**Task to carry out**: Only the line containing "pub mod list;" and the lines after it, through the end of the data below, are to be returned, each exactly as it stands.

Stored data entries:
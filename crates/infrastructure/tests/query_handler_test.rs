use async_trait::async_trait;
use hickory_proto::op::{OpCode, ResponseCode};
use hickory_proto::rr::RecordType;
use sinkhole_application::ports::{
    BlockFilterEnginePort, EventLogReader, FilterDecision, UpstreamForwarder,
};
use sinkhole_domain::{BlocklistSource, DomainError, LoadReport, LocalDnsRecord, QueryCounters};
use sinkhole_infrastructure::dns::DnsQueryHandler;
use sinkhole_infrastructure::events::{EventEmitter, LogRingBuffer};
use std::net::IpAddr;
use std::sync::atomic::{AtomicUsize, Ordering};
use std::sync::Arc;

mod helpers;
use helpers::builders::{
    answer_ips, build_multi_query, build_query, build_query_with_opcode, decode,
};
use helpers::dns_server_mock::MockDnsServer;

// ============================================================================
// Test doubles
// ============================================================================

/// Fixed block set plus local records; no loading.
struct StaticEngine {
    blocked: Vec<&'static str>,
    local: Vec<(&'static str, IpAddr)>,
}

#[async_trait]
impl BlockFilterEnginePort for StaticEngine {
    fn check(&self, domain: &str) -> FilterDecision {
        let hit = self
            .blocked
            .iter()
            .any(|rule| domain == *rule || domain.ends_with(&format!(".{}", rule)));
        if hit {
            FilterDecision::Block
        } else {
            FilterDecision::Allow
        }
    }

    fn lookup_local(&self, domain: &str) -> Option<Vec<IpAddr>> {
        let ips: Vec<IpAddr> = self
            .local
            .iter()
            .filter(|(name, _)| *name == domain)
            .map(|(_, ip)| *ip)
            .collect();
        (!ips.is_empty()).then_some(ips)
    }

    fn compiled_domain_count(&self) -> usize {
        self.blocked.len()
    }

    fn last_load_report(&self) -> LoadReport {
        LoadReport::default()
    }

    async fn reload(&self) -> Result<LoadReport, DomainError> {
        Ok(LoadReport::default())
    }

    fn list_sources(&self) -> Vec<BlocklistSource> {
        vec![]
    }

    async fn toggle_source(&self, name: &str, _enabled: bool) -> Result<(), DomainError> {
        Err(DomainError::SourceNotFound(name.to_string()))
    }

    async fn add_allowed(&self, _domain: &str) -> Result<(), DomainError> {
        Ok(())
    }

    async fn remove_allowed(&self, _domain: &str) -> Result<(), DomainError> {
        Ok(())
    }

    fn list_allowed(&self) -> Vec<String> {
        vec![]
    }

    async fn add_local_record(&self, _domain: &str, _ip: IpAddr) -> Result<(), DomainError> {
        Ok(())
    }

    async fn remove_local_record(&self, domain: &str) -> Result<(), DomainError> {
        Err(DomainError::LocalRecordNotFound(domain.to_string()))
    }

    fn list_local_records(&self) -> Vec<LocalDnsRecord> {
        vec![]
    }

    async fn invalidate_cache(&self) -> Result<(), DomainError> {
        Ok(())
    }
}

/// Echoes the mock upstream answer, or fails every exchange.
struct ScriptedForwarder {
    fail: bool,
    calls: AtomicUsize,
}

impl ScriptedForwarder {
    fn answering() -> Self {
        Self {
            fail: false,
            calls: AtomicUsize::new(0),
        }
    }

    fn failing() -> Self {
        Self {
            fail: true,
            calls: AtomicUsize::new(0),
        }
    }

    fn calls(&self) -> usize {
        self.calls.load(Ordering::SeqCst)
    }
}

#[async_trait]
impl UpstreamForwarder for ScriptedForwarder {
    async fn forward(&self, query: &[u8]) -> Result<Vec<u8>, DomainError> {
        self.calls.fetch_add(1, Ordering::SeqCst);
        if self.fail {
            return Err(DomainError::TransportTimeout {
                server: "192.0.2.1:53".into(),
            });
        }
        Ok(MockDnsServer::build_mock_response(query))
    }

    fn upstream(&self) -> String {
        "mock".into()
    }
}

struct Harness {
    handler: DnsQueryHandler,
    forwarder: Arc<ScriptedForwarder>,
    counters: Arc<QueryCounters>,
    events: Arc<LogRingBuffer>,
}

fn harness(forwarder: ScriptedForwarder) -> Harness {
    let engine = Arc::new(StaticEngine {
        blocked: vec!["ads.example.com", "doubleclick.net"],
        local: vec![
            ("nas.home.lan", "192.168.1.10".parse().unwrap()),
            ("v6only.home.lan", "fd00::20".parse().unwrap()),
        ],
    });
    let forwarder = Arc::new(forwarder);
    let counters = Arc::new(QueryCounters::new());
    let events = Arc::new(LogRingBuffer::new(50));
    let handler = DnsQueryHandler::new(
        engine,
        forwarder.clone(),
        counters.clone(),
        EventEmitter::new(events.clone()),
    );
    Harness {
        handler,
        forwarder,
        counters,
        events,
    }
}

// ============================================================================
// Blocking
// ============================================================================

#[tokio::test]
async fn test_blocked_a_query_gets_unspecified_v4() {
    let h = harness(ScriptedForwarder::answering());

    let reply = h
        .handler
        .handle(&build_query(0x1234, "ads.example.com.", RecordType::A))
        .await
        .unwrap();
    let message = decode(&reply);

    assert_eq!(message.id(), 0x1234);
    assert_eq!(message.response_code(), ResponseCode::NoError);
    assert!(message.recursion_available());
    assert!(message.recursion_desired());
    assert_eq!(message.queries().len(), 1);
    assert_eq!(answer_ips(&message), vec!["0.0.0.0".parse::<IpAddr>().unwrap()]);
    assert_eq!(message.answers()[0].ttl(), 3600);
    assert_eq!(h.counters.total(), 1);
    assert_eq!(h.counters.blocked(), 1);
    assert_eq!(h.forwarder.calls(), 0);
    assert!(h.events.recent(None)[0].ends_with("[BLOCKED] ads.example.com"));
}

#[tokio::test]
async fn test_blocked_aaaa_query_gets_unspecified_v6() {
    let h = harness(ScriptedForwarder::answering());

    let reply = h
        .handler
        .handle(&build_query(7, "tracker.doubleclick.net", RecordType::AAAA))
        .await
        .unwrap();

    assert_eq!(answer_ips(&decode(&reply)), vec!["::".parse::<IpAddr>().unwrap()]);
}

#[tokio::test]
async fn test_blocked_other_type_has_no_answer() {
    let h = harness(ScriptedForwarder::answering());

    let reply = h
        .handler
        .handle(&build_query(8, "ads.example.com", RecordType::MX))
        .await
        .unwrap();
    let message = decode(&reply);

    assert_eq!(message.response_code(), ResponseCode::NoError);
    assert!(message.answers().is_empty());
    assert_eq!(h.counters.blocked(), 1);
}

#[tokio::test]
async fn test_first_blocked_question_wins() {
    let h = harness(ScriptedForwarder::answering());

    let query = build_multi_query(
        9,
        &[("fine.example", RecordType::A), ("ads.example.com", RecordType::A)],
    );
    let reply = h.handler.handle(&query).await.unwrap();
    let message = decode(&reply);

    assert_eq!(message.queries().len(), 2);
    assert_eq!(answer_ips(&message).len(), 2);
    assert_eq!(h.forwarder.calls(), 0);
    assert_eq!(h.counters.blocked(), 1);
}

// ============================================================================
// Forwarding
// ============================================================================

#[tokio::test]
async fn test_allowed_query_is_forwarded() {
    let h = harness(ScriptedForwarder::answering());

    let reply = h
        .handler
        .handle(&build_query(0x4242, "google.com", RecordType::A))
        .await
        .unwrap();
    let message = decode(&reply);

    assert_eq!(message.id(), 0x4242);
    assert_eq!(answer_ips(&message), vec!["93.184.216.34".parse::<IpAddr>().unwrap()]);
    assert_eq!(h.forwarder.calls(), 1);
    assert_eq!(h.counters.total(), 1);
    assert_eq!(h.counters.blocked(), 0);
}

#[tokio::test]
async fn test_upstream_failure_yields_servfail() {
    let h = harness(ScriptedForwarder::failing());

    let reply = h
        .handler
        .handle(&build_query(0x0a0b, "google.com", RecordType::A))
        .await
        .unwrap();
    let message = decode(&reply);

    assert_eq!(message.id(), 0x0a0b);
    assert_eq!(message.response_code(), ResponseCode::ServFail);
    assert_eq!(message.queries().len(), 1);
}

#[tokio::test]
async fn test_non_query_opcode_is_forwarded_uncounted() {
    let h = harness(ScriptedForwarder::answering());

    let query = build_query_with_opcode(3, "ads.example.com", RecordType::SOA, OpCode::Notify);
    let reply = h.handler.handle(&query).await;

    assert!(reply.is_some());
    assert_eq!(h.forwarder.calls(), 1);
    assert_eq!(h.counters.total(), 0);
    assert_eq!(h.counters.blocked(), 0);
}

// ============================================================================
// Local records
// ============================================================================

#[tokio::test]
async fn test_local_record_answers_matching_family() {
    let h = harness(ScriptedForwarder::answering());

    let reply = h
        .handler
        .handle(&build_query(11, "NAS.home.lan.", RecordType::A))
        .await
        .unwrap();

    assert_eq!(
        answer_ips(&decode(&reply)),
        vec!["192.168.1.10".parse::<IpAddr>().unwrap()]
    );
    assert_eq!(h.forwarder.calls(), 0);
    assert_eq!(h.counters.blocked(), 0);
}

#[tokio::test]
async fn test_local_record_other_family_is_empty_noerror() {
    let h = harness(ScriptedForwarder::answering());

    let reply = h
        .handler
        .handle(&build_query(12, "v6only.home.lan", RecordType::A))
        .await
        .unwrap();
    let message = decode(&reply);

    assert_eq!(message.response_code(), ResponseCode::NoError);
    assert!(message.answers().is_empty());
    assert_eq!(h.forwarder.calls(), 0);
}

// ============================================================================
// Malformed input
// ============================================================================

#[tokio::test]
async fn test_garbage_with_id_gets_formerr() {
    let h = harness(ScriptedForwarder::answering());

    // Header claims one question but the datagram ends after the header.
    let garbage = [0xbe, 0xef, 0x01, 0x00, 0x00, 0x01, 0x00, 0x00, 0x00, 0x00, 0x00, 0x00, 0xff];
    let reply = h.handler.handle(&garbage).await.unwrap();
    let message = decode(&reply);

    assert_eq!(message.id(), 0xbeef);
    assert_eq!(message.response_code(), ResponseCode::FormErr);
    assert_eq!(h.counters.total(), 0);
}

#[tokio::test]
async fn test_single_byte_is_dropped() {
    let h = harness(ScriptedForwarder::answering());
    assert!(h.handler.handle(&[0x01]).await.is_none());
}

#[tokio::test]
async fn test_inbound_responses_are_dropped() {
    let h = harness(ScriptedForwarder::answering());
    let response = MockDnsServer::build_mock_response(&build_query(5, "google.com", RecordType::A));

    assert!(h.handler.handle(&response).await.is_none());
    assert_eq!(h.forwarder.calls(), 0);
}
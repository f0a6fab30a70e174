pub mod config_repository;

pub use config_repository::TomlConfigRepository;
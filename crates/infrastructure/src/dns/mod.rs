pub mod forwarding;
pub mod server;
pub mod transport;

pub use forwarding::{MessageBuilder, UdpForwarder};
pub use server::{DnsQueryHandler, UdpDnsServer};
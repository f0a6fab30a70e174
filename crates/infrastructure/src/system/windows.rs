use async_trait::async_trait;
use sinkhole_application::ports::DnsConfigurator;
use sinkhole_domain::DomainError;
use tokio::process::Command;
use tokio::sync::Mutex;
use tracing::{info, warn};

const FALLBACK_INTERFACE: &str = "Wi-Fi";

/// Points the adapter that holds the default gateway at 127.0.0.1 through
/// `netsh`, and back to DHCP on restore.
pub struct WindowsDnsConfigurator {
    interface: Mutex<Option<String>>,
}

impl WindowsDnsConfigurator {
    pub fn new() -> Self {
        Self {
            interface: Mutex::new(None),
        }
    }

    async fn detect_interface() -> String {
        let output = Command::new("powershell")
            .args([
                "-NoProfile",
                "-Command",
                "Get-NetIPConfiguration | Where-Object { $_.IPv4DefaultGateway -ne $null } | Select-Object -First 1 -ExpandProperty InterfaceAlias",
            ])
            .output()
            .await;

        match output {
            Ok(out) if out.status.success() => {
                let alias = String::from_utf8_lossy(&out.stdout).trim().to_string();
                if alias.is_empty() {
                    FALLBACK_INTERFACE.to_string()
                } else {
                    alias
                }
            }
            _ => {
                warn!(fallback = FALLBACK_INTERFACE, "Could not detect active interface");
                FALLBACK_INTERFACE.to_string()
            }
        }
    }

    async fn interface(&self) -> String {
        let mut cached = self.interface.lock().await;
        if let Some(name) = cached.as_ref() {
            return name.clone();
        }
        let name = Self::detect_interface().await;
        *cached = Some(name.clone());
        name
    }

    async fn netsh(args: &[&str]) -> Result<(), DomainError> {
        let output = Command::new("netsh")
            .args(args)
            .output()
            .await
            .map_err(|e| DomainError::SystemDns(format!("failed to run netsh: {}", e)))?;

        if !output.status.success() {
            return Err(DomainError::SystemDns(format!(
                "netsh failed: {}",
                String::from_utf8_lossy(&output.stdout).trim()
            )));
        }
        Ok(())
    }
}

impl Default for WindowsDnsConfigurator {
    fn default() -> Self {
        Self::new()
    }
}

#[async_trait]
impl DnsConfigurator for WindowsDnsConfigurator {
    fn name(&self) -> &'static str {
        "netsh"
    }

    async fn unlock_port(&self) -> Result<(), DomainError> {
        // Port 53 is only taken when the DNS Server role is installed.
        Ok(())
    }

    async fn setup_dns(&self) -> Result<(), DomainError> {
        let interface = self.interface().await;
        info!(interface = %interface, "Setting interface DNS to 127.0.0.1");
        Self::netsh(&["interface", "ip", "set", "dns", &interface, "static", "127.0.0.1"]).await
    }

    async fn restore_dns(&self) -> Result<(), DomainError> {
        let interface = self.interface().await;
        info!(interface = %interface, "Restoring interface DNS to DHCP");
        Self::netsh(&["interface", "ip", "set", "dns", &interface, "dhcp"]).await
    }
}
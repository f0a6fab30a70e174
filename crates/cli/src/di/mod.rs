mod use_cases;

pub use use_cases::UseCases;

use anyhow::Context;
use sinkhole_domain::{Config, QueryCounters};
use sinkhole_infrastructure::blocklist::BlocklistEngine;
use sinkhole_infrastructure::dns::forwarding::resolve_upstream;
use sinkhole_infrastructure::dns::{DnsQueryHandler, UdpForwarder};
use sinkhole_infrastructure::events::{EventEmitter, LogRingBuffer};
use sinkhole_infrastructure::repositories::TomlConfigRepository;
use sinkhole_infrastructure::system::select_configurator;
use std::net::SocketAddr;
use std::path::PathBuf;
use std::sync::Arc;
use tracing::info;

/// Everything the running service needs, wired once at startup.
pub struct Services {
    pub engine: Arc<BlocklistEngine>,
    pub handler: Arc<DnsQueryHandler>,
    pub use_cases: UseCases,
    pub upstream: SocketAddr,
}

impl Services {
    /// The upstream is resolved here, before the system resolver is touched,
    /// so the auto strategy still sees the original configuration.
    pub fn build(config: &Config, config_path: PathBuf) -> anyhow::Result<Self> {
        let upstream =
            resolve_upstream(&config.upstream).context("failed to resolve upstream resolver")?;
        info!(upstream = %upstream, strategy = %config.upstream.strategy, "Upstream resolver selected");

        let repository = Arc::new(TomlConfigRepository::new(config_path));
        let log_buffer = Arc::new(LogRingBuffer::new(config.logging.recent_lines));
        let events = EventEmitter::new(log_buffer.clone());

        let engine = Arc::new(
            BlocklistEngine::new(config, repository, events.clone())
                .context("failed to build blocklist engine")?,
        );

        let counters = Arc::new(QueryCounters::new());
        let forwarder = Arc::new(UdpForwarder::from_config(upstream, &config.upstream));
        let handler = Arc::new(DnsQueryHandler::new(
            engine.clone(),
            forwarder,
            counters.clone(),
            events,
        ));

        let configurator = select_configurator(config.system.manage_dns);
        let use_cases = UseCases::new(engine.clone(), counters, log_buffer, configurator);

        Ok(Self {
            engine,
            handler,
            use_cases,
            upstream,
        })
    }
}
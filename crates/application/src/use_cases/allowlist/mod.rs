pub mod add;
pub mod list;
pub mod remove;

pub use add::AddAllowedDomainUseCase;
pub use list::ListAllowedDomainsUseCase;
pub use remove::RemoveAllowedDomainUseCase;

**Solved problem**:
pub mod list;
pub mod remove;

pub use add::AddAllowedDomainUseCase;
pub use list::ListAllowedDomainsUseCase;
pub use remove::RemoveAllowedDomainUseCase;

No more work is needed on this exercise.